Since the internet became a thing back in the ‘90s, advertisements have found their place among many pages filled with information, services, and all kinds of content. If you’ve ever visited virtually any website (and you obviously have, otherwise you wouldn’t have been here), you’ve noticed that ads are becoming more and more aggressive and seeming all-knowing, especially once you consider how similar the content of ads is to the things you looked for via your search engine.
And although advertising companies can only profit because of the internet user, it seems like the industry is becoming more ruthless by the day when it comes to how it treats users – ads are now literally everywhere and they don’t care if you don’t want to see them.
This brings us to ad blockers. A web browser extension that has been looked down on, yet is now praised by more than 50% of internet users in USA. That percentage alone should be a good enough sign not only that advertisements aren’t tolerable anymore, but also that there is a solution to their overwhelming aggression. With that in mind, here are five good reasons to use an ad blocker.
1. Advertising = Malvertising
If anyone has ever told you that ads are harmless and cannot do any damage whatsoever, you’ve been lied to. Fact is nobody really understands advertising technology to its full extent, which in turn means that there are a lot of ways internet ads can be used for spread computed viruses.
Using ad platforms in the goal of spreading spyware, malware, and other malicious codes is much easier than you may think.

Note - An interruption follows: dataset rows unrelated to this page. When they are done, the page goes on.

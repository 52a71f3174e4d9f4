pub mod clock;
pub mod error;
pub mod handlers;
pub mod id;
pub mod models;
pub mod routes;
pub mod service;
pub mod store;

use std::sync::Arc;

use async_trait::async_trait;
use axum::Router;
use bookshelf_kernel::{InitCtx, Module};
use serde_json::{json, Value};

use service::BookService;

/// Bookshelf module: CRUD over the in-memory book store
pub struct BooksModule {
    books: Arc<BookService>,
}

impl BooksModule {
    pub fn new() -> Self {
        Self::with_service(Arc::new(BookService::default()))
    }

    /// Build the module around an existing service
    pub fn with_service(books: Arc<BookService>) -> Self {
        Self { books }
    }
}

impl Default for BooksModule {
    fn default() -> Self {
        Self::new()
    }
}

#[async_trait]
impl Module for BooksModule {
    fn name(&self) -> &'static str {
        "books"
    }

    async fn init(&self, ctx: &InitCtx<'_>) -> anyhow::Result<()> {
        tracing::info!(
            module = self.name(),
            environment = ?ctx.settings.environment,
            "books module initialized"
        );
        Ok(())
    }

    fn routes(&self) -> Router {
        routes::router(self.books.clone())
    }

    fn openapi(&self) -> Option<Value> {
        Some(openapi_fragment())
    }

    async fn stop(&self) -> anyhow::Result<()> {
        let discarded = self.books.len().await;
        tracing::info!(module = self.name(), discarded, "books module stopped");
        Ok(())
    }
}

fn envelope_response(description: &str) -> Value {
    json!({
        "description": description,
        "content": {
            "application/json": {
                "schema": { "$ref": "#/components/schemas/Envelope" }
            }
        }
    })
}

fn book_id_param() -> Value {
    json!({
        "name": "bookId",
        "in": "path",
        "required": true,
        "schema": { "type": "string" }
    })
}

fn flag_param(name: &str, description: &str) -> Value {
    json!({
        "name": name,
        "in": "query",
        "required": false,
        "description": description,
        "schema": { "type": "string" }
    })
}

fn payload_body() -> Value {
    json!({
        "required": true,
        "content": {
            "application/json": {
                "schema": { "$ref": "#/components/schemas/BookPayload" }
            }
        }
    })
}

fn openapi_fragment() -> Value {
    json!({
        "paths": {
            "/": {
                "get": {
                    "summary": "List books",
                    "tags": ["Books"],
                    "parameters": [
                        flag_param("reading", "1/true selects books being read, 0/false the rest"),
                        flag_param("finished", "1/true selects finished books, 0/false the rest"),
                        flag_param("name", "Case-insensitive substring of the book name")
                    ],
                    "responses": {
                        "200": envelope_response("Projection of matching books as data.books")
                    }
                },
                "post": {
                    "summary": "Add a book",
                    "tags": ["Books"],
                    "requestBody": payload_body(),
                    "responses": {
                        "201": envelope_response("Book added, id in data.bookId"),
                        "400": envelope_response("Missing name or readPage above pageCount"),
                        "500": envelope_response("Book could not be added")
                    }
                }
            },
            "/{bookId}": {
                "get": {
                    "summary": "Get a book",
                    "tags": ["Books"],
                    "parameters": [book_id_param()],
                    "responses": {
                        "200": envelope_response("Full record as data.book"),
                        "404": envelope_response("Book not found")
                    }
                },
                "put": {
                    "summary": "Replace a book's fields",
                    "tags": ["Books"],
                    "parameters": [book_id_param()],
                    "requestBody": payload_body(),
                    "responses": {
                        "200": envelope_response("Book updated"),
                        "400": envelope_response("Missing name or readPage above pageCount"),
                        "404": envelope_response("Book not found")
                    }
                },
                "delete": {
                    "summary": "Delete a book",
                    "tags": ["Books"],
                    "parameters": [book_id_param()],
                    "responses": {
                        "200": envelope_response("Book deleted"),
                        "404": envelope_response("Book not found")
                    }
                }
            }
        },
        "components": {
            "schemas": {
                "Book": {
                    "type": "object",
                    "properties": {
                        "id": { "type": "string" },
                        "name": { "type": "string" },
                        "year": { "description": "Free-form, stored as sent" },
                        "author": { "type": "string" },
                        "summary": { "type": "string" },
                        "publisher": { "type": "string" },
                        "pageCount": { "type": "integer", "minimum": 0 },
                        "readPage": { "type": "integer", "minimum": 0 },
                        "finished": {
                            "type": "boolean",
                            "description": "readPage == pageCount when the book was added"
                        },
                        "reading": { "type": "boolean" },
                        "insertedAt": { "type": "string", "format": "date-time" },
                        "updatedAt": { "type": "string", "format": "date-time" }
                    },
                    "required": [
                        "id", "name", "pageCount", "readPage", "finished",
                        "reading", "insertedAt", "updatedAt"
                    ]
                },
                "BookPayload": {
                    "type": "object",
                    "properties": {
                        "name": { "type": "string" },
                        "year": { "description": "Free-form, stored as sent" },
                        "author": { "type": "string" },
                        "summary": { "type": "string" },
                        "publisher": { "type": "string" },
                        "pageCount": { "type": "integer", "minimum": 0 },
                        "readPage": { "type": "integer", "minimum": 0 },
                        "reading": { "type": "boolean" }
                    },
                    "required": ["name"]
                },
                "BookSummary": {
                    "type": "object",
                    "properties": {
                        "id": { "type": "string" },
                        "name": { "type": "string" },
                        "publisher": { "type": "string" }
                    },
                    "required": ["id", "name"]
                }
            }
        }
    })
}

/// Create a new instance of the books module
pub fn create_module() -> Arc<dyn Module> {
    Arc::new(BooksModule::new())
}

Just consider this: if you were to deliver a payload of any kind to one major ad platform, you would be automatically given coverage of about 50% of everything that platform owns.
It doesn’t matter if you choose to target one user at a time or you opt for massive scale targeting – either way, you can spread malicious codes by aiming at IP addresses, locations, cookie ID, version of OS or browser, and many more parameters.
2. You Might Be Spied On
Don’t bring out your tinfoil hat yet, as there’s actually some pretty solid reasoning behind this statement. Former CIA agent and NSA employee Edward Snowden – famous for revealing thousands of classified NSA documents to the press – said the following while giving a testimony to the Council of Europe’s Committee on Legal Affairs and Human Rights back in 2014:
“You must first understand any kind of internet traffic that passes before these mass surveillance sensors can be analyzed in a protocol agnostic manner, metadata and content both. And it can be today, right now, searched not only with very little effort via a complex regular expression which is a type of shorthand programming but also via any algorithm an analyst can implement in popular high level programming languages. This is very common for technicians, it’s not a serious workload – it’s quite easy.

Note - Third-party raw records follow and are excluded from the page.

use serde::{Deserialize, Deserializer, Serialize};
use serde_json::Value;
use time::OffsetDateTime;

use super::error::BookError;

/// A book record as kept on the shelf.
#[derive(Debug, Clone, PartialEq, Serialize, Deserialize)]
#[serde(rename_all = "camelCase")]
pub struct Book {
    /// Generated identifier, never reused
    pub id: String,
    pub name: String,
    /// Free-form, kept exactly as the client sent it
    pub year: Option<Value>,
    pub author: Option<String>,
    pub summary: Option<String>,
    pub publisher: Option<String>,
    pub page_count: u32,
    pub read_page: u32,
    /// Set once at creation from `read_page == page_count`
    pub finished: bool,
    pub reading: bool,
    #[serde(with = "time::serde::rfc3339")]
    pub inserted_at: OffsetDateTime,
    #[serde(with = "time::serde::rfc3339")]
    pub updated_at: OffsetDateTime,
}

impl Book {
    /// Build a new record from an already validated payload.
    pub fn create(id: String, payload: BookPayload, now: OffsetDateTime) -> Self {
        Self {
            id,
            name: payload.name.unwrap_or_default(),
            year: payload.year,
            author: payload.author,
            summary: payload.summary,
            publisher: payload.publisher,
            page_count: payload.page_count,
            read_page: payload.read_page,
            finished: payload.page_count == payload.read_page,
            reading: payload.reading,
            inserted_at: now,
            updated_at: now,
        }
    }

    /// Replace every mutable field. `finished` keeps its creation value.
    pub fn apply(&mut self, payload: BookPayload, now: OffsetDateTime) {
        self.name = payload.name.unwrap_or_default();
        self.year = payload.year;
        self.author = payload.author;
        self.summary = payload.summary;
        self.publisher = payload.publisher;
        self.page_count = payload.page_count;
        self.read_page = payload.read_page;
        self.reading = payload.reading;
        self.updated_at = now;
    }
}

/// Request body for creating or replacing a book.
#[derive(Debug, Clone, Default, Deserialize)]
#[serde(rename_all = "camelCase")]
pub struct BookPayload {
    pub name: Option<String>,
    pub year: Option<Value>,
    pub author: Option<String>,
    pub summary: Option<String>,
    pub publisher: Option<String>,
    #[serde(default, deserialize_with = "null_as_default")]
    pub page_count: u32,
    #[serde(default, deserialize_with = "null_as_default")]
    pub read_page: u32,
    #[serde(default, deserialize_with = "null_as_default")]
    pub reading: bool,
}

/// Treat an explicit `null` like an omitted field.
fn null_as_default<'de, D, T>(deserializer: D) -> Result<T, D::Error>
where
    D: Deserializer<'de>,
    T: Default + Deserialize<'de>,
{
    Ok(Option::<T>::deserialize(deserializer)?.unwrap_or_default())
}

impl BookPayload {
    /// Check the name first, then the page range.
    pub fn validate(&self) -> Result<(), BookError> {
        if self.name.as_deref().map_or(true, str::is_empty) {
            return Err(BookError::NameRequired);
        }

        if self.read_page > self.page_count {
            return Err(BookError::InvalidPageRange {
                read_page: self.read_page,
                page_count: self.page_count,
            });
        }

        Ok(())
    }
}

/// List projection of a book.
#[derive(Debug, Clone, PartialEq, Serialize)]
pub struct BookSummary {
    pub id: String,
    pub name: String,
    pub publisher: Option<String>,
}

impl From<&Book> for BookSummary {
    fn from(book: &Book) -> Self {
        Self {
            id: book.id.clone(),
            name: book.name.clone(),
            publisher: book.publisher.clone(),
        }
    }
}

/// Raw list query parameters.
#[derive(Debug, Clone, Default, Deserialize)]
pub struct BookQuery {
    pub reading: Option<String>,
    pub finished: Option<String>,
    pub name: Option<String>,
}

/// Which books a list request selects. Built from [`BookQuery`] with
/// `reading` taking precedence over `finished`, and `finished` over `name`.
#[derive(Debug, Clone, PartialEq, Eq)]
pub enum BookFilter {
    Reading(bool),
    Finished(bool),
    /// Lowercased needle
    NameContains(String),
    All,
}

impl BookFilter {
    pub fn matches(&self, book: &Book) -> bool {
        match self {
            BookFilter::Reading(reading) => book.reading == *reading,
            BookFilter::Finished(finished) => book.finished == *finished,
            BookFilter::NameContains(needle) => book.name.to_lowercase().contains(needle.as_str()),
            BookFilter::All => true,
        }
    }
}

impl From<BookQuery> for BookFilter {
    fn from(query: BookQuery) -> Self {
        if let Some(reading) = query.reading {
            BookFilter::Reading(parse_flag(&reading))
        } else if let Some(finished) = query.finished {
            BookFilter::Finished(parse_flag(&finished))
        } else if let Some(name) = query.name {
            BookFilter::NameContains(name.to_lowercase())
        } else {
            BookFilter::All
        }
    }
}

/// `true`/`false` in any case, otherwise any non-zero integer is true.
/// Anything unparseable reads as false.
fn parse_flag(raw: &str) -> bool {
    let raw = raw.trim();
    if raw.eq_ignore_ascii_case("true") {
        return true;
    }
    if raw.eq_ignore_ascii_case("false") {
        return false;
    }
    raw.parse::<i64>().map_or(false, |value| value != 0)
}

/// `data` of a successful create.
#[derive(Debug, Serialize)]
#[serde(rename_all = "camelCase")]
pub struct BookCreated {
    pub book_id: String,
}

/// `data` of a list response.
#[derive(Debug, Serialize)]
pub struct BookList {
    pub books: Vec<BookSummary>,
}

/// `data` of a single-book response.
#[derive(Debug, Serialize)]
pub struct BookDetail {
    pub book: Book,
}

This provides a capability for analysts to do things that associate unique identifiers assigned to untargeted individuals via unencrypted commercial advertising networks, their cookies or common tracking measures used by businesses every day across the internet with personal details such as an individual’s precise identity, their geographic location, their political affiliations, their place of work, their computer operating system and other technical details, their sexual orientation, their personal interests and so on and so forth.”
Still not convinced? Let’s move on to the next reason why you should have an ad blocker on your PC.

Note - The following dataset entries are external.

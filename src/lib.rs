//! Bookshelf application library
//!
//! Holds the application modules and the bootstrap shared by the
//! `bookshelf-app` binary and the CLI.

pub mod modules;

use bookshelf_kernel::{settings::Settings, InitCtx, ModuleRegistry};

pub use modules::books;

/// Registry with every application module registered
pub fn build_registry() -> ModuleRegistry {
    let mut registry = ModuleRegistry::new();
    modules::register_all(&mut registry);
    registry
}

/// Initialize and start all modules, serve HTTP until shutdown, then stop
/// the modules again.
pub async fn serve(settings: &Settings) -> anyhow::Result<()> {
    let registry = build_registry();
    let ctx = InitCtx { settings };

    registry.init_all(&ctx).await?;
    registry.start_all(&ctx).await?;

    let served = bookshelf_http::start_server(&registry, settings).await;

    registry.stop_all().await?;
    served
}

3. You Can’t Be Sure Who Is The Bad Guy
There is one simple reason why ad blocking has been invented in the first place – abusive advertising on the internet. And since the Internet Advertising Bureau (IAB) keeps smashing away at ad block providers with righteous conviction, you’ve got nothing left to do but to install and ad blocker as soon as possible.
There’s a silent agreement in regards of about 10% of advertisements on the internet being ad fraud. And seeing as Google is the biggest ad provider on the web, does that mean that one tenth of their revenue comes from ad fraud? Or should we just ignore that and listen to what IAB tells us? Furthermore, this also gives unprecedented reasons to sue advertising technology companies, but just blocking those ads is much easier.
4. A Better Experience
We can’t really argue against advertisements in general, as they are responsible for promoting many (if not all) companies, which later on impacts their success in their respective fields. However, since internet ads have become so aggressive and omnipresent, removing them from your sight will almost certainly improve your experience as an internet user.
Let’s take Facebook for example: this massive social network is used by almost everyone who owns a PC. Your friends and family are on there, as well as your acquaintances, people you’ve met online, and those who live abroad. Without an ad blocking extension, your news feed will be a mixture of updates from your Facebook friends and a large variety of ads that are constantly trying to sell you something. Combine this nasty picture with the probability of someone spying on you or attempting to transfer malware onto your computer, and you’ve got a pretty good reason to block those advertisements for good.
5. It Might Lead To A Better Future
Ad blocking has only become a thing in recent years, but despite that, it’s gaining a lot of momentum as each day passes. More and more people are eager to rid themselves of ads to the best of their abilities, which led to many ad blocker providers being praised and becoming very successful in a very short time.
Seeing as the current ad industry scene isn’t the cleanest one, it’s fairly easy to speculate what could happen in the near future. Although there are many scenarios, only two stand out: either the IAB and ad providers will start respecting internet users in terms of privacy and safety and there won’t be any need for ad blockers, or they’ll keep throwing as many ads at us and in any way possible until we’ve all installed an ad blocker. Either way, only good can come from using ad blocker software.